Aim of the exercise: Output the lines below exactly, please, from the first line until the line with "to be absent.", counting both.

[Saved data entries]
● ● ● ● ● ● ●

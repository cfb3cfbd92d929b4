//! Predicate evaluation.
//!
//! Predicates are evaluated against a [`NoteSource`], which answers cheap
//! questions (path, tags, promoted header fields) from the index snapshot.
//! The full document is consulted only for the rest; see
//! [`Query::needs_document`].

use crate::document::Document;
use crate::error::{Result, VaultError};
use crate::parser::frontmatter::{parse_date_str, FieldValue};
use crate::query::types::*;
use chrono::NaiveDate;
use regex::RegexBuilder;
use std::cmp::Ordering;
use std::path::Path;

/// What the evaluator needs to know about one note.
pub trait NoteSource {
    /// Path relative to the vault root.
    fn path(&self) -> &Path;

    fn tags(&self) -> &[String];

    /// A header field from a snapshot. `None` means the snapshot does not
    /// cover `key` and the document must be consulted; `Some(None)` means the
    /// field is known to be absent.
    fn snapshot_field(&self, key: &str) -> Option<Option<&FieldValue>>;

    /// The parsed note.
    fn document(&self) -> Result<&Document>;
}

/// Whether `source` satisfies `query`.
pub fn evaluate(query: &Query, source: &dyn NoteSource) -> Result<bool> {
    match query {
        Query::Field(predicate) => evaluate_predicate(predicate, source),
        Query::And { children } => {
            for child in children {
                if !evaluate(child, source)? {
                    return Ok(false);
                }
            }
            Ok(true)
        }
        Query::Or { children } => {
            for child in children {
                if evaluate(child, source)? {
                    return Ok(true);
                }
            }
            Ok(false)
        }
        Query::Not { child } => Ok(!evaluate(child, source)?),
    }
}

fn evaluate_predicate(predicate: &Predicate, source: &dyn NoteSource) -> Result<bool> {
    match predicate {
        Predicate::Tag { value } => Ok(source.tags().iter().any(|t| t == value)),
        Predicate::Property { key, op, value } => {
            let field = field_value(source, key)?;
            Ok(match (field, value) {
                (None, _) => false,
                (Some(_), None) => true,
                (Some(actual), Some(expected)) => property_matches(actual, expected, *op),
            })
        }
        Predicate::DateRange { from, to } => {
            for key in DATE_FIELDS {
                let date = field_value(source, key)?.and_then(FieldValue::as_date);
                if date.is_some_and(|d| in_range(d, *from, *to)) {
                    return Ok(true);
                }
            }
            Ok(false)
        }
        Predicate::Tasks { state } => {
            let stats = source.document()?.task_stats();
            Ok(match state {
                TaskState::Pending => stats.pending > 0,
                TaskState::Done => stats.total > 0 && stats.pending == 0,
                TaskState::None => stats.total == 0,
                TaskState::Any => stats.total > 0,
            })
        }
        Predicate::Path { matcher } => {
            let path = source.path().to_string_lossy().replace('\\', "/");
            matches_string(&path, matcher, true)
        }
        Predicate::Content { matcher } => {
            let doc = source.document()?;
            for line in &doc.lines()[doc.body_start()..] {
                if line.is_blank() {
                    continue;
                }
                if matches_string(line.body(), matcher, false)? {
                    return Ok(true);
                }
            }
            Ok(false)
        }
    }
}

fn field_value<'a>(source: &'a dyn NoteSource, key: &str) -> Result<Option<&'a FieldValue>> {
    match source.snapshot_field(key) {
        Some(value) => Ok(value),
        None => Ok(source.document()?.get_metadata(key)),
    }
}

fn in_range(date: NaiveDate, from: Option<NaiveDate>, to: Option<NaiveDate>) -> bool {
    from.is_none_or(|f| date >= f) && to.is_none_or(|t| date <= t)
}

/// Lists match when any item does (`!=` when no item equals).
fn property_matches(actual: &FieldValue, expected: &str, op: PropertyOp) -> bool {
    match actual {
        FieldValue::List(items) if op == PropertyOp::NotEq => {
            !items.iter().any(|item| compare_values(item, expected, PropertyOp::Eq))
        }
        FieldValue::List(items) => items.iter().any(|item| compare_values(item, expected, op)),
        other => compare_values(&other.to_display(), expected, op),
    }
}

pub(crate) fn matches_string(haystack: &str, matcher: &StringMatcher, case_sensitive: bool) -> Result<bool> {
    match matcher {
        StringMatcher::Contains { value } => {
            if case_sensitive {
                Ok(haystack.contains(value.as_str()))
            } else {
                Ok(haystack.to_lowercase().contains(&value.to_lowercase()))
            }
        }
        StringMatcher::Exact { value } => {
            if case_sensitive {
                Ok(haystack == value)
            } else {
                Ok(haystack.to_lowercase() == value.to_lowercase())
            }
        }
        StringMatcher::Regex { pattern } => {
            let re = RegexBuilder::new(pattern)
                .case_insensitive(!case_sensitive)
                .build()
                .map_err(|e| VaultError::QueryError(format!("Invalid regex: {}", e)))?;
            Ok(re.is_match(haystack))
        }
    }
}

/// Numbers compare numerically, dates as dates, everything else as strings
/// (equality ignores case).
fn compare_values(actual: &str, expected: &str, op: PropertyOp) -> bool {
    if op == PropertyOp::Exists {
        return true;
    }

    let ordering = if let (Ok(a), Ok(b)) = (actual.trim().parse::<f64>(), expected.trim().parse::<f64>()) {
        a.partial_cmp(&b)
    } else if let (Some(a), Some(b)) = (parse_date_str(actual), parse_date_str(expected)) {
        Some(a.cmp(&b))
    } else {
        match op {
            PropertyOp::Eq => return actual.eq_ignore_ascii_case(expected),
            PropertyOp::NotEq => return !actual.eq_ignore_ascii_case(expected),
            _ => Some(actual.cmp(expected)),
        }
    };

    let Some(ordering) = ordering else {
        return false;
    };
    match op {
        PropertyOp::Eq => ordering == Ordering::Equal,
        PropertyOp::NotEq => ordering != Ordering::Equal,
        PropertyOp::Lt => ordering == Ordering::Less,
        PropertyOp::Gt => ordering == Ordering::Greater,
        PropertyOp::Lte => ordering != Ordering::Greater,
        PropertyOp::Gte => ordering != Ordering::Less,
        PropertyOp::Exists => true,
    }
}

● ● ● ● ● ● ●

Written reply:
repository cfb3cfbd92d929b4
//! Predicate evaluation.
//!
//! Predicates are evaluated against a [`NoteSource`], which answers cheap
//! questions (path, tags, promoted header fields) from the index snapshot.
//! The full document is consulted only for the rest; see
//! [`Query::needs_document`].

use crate::document::Document;
use crate::error::{Result, VaultError};
use crate::parser::frontmatter::{parse_date_str, FieldValue};
use crate::query::types::*;
use chrono::NaiveDate;
use regex::RegexBuilder;
use std::cmp::Ordering;
use std::path::Path;

/// What the evaluator needs to know about one note.
pub trait NoteSource {
    /// Path relative to the vault root.
    fn path(&self) -> &Path;

    fn tags(&self) -> &[String];

    /// A header field from a snapshot. `None` means the snapshot does not
    /// cover `key` and the document must be consulted; `Some(None)` means the
    /// field is known to be absent.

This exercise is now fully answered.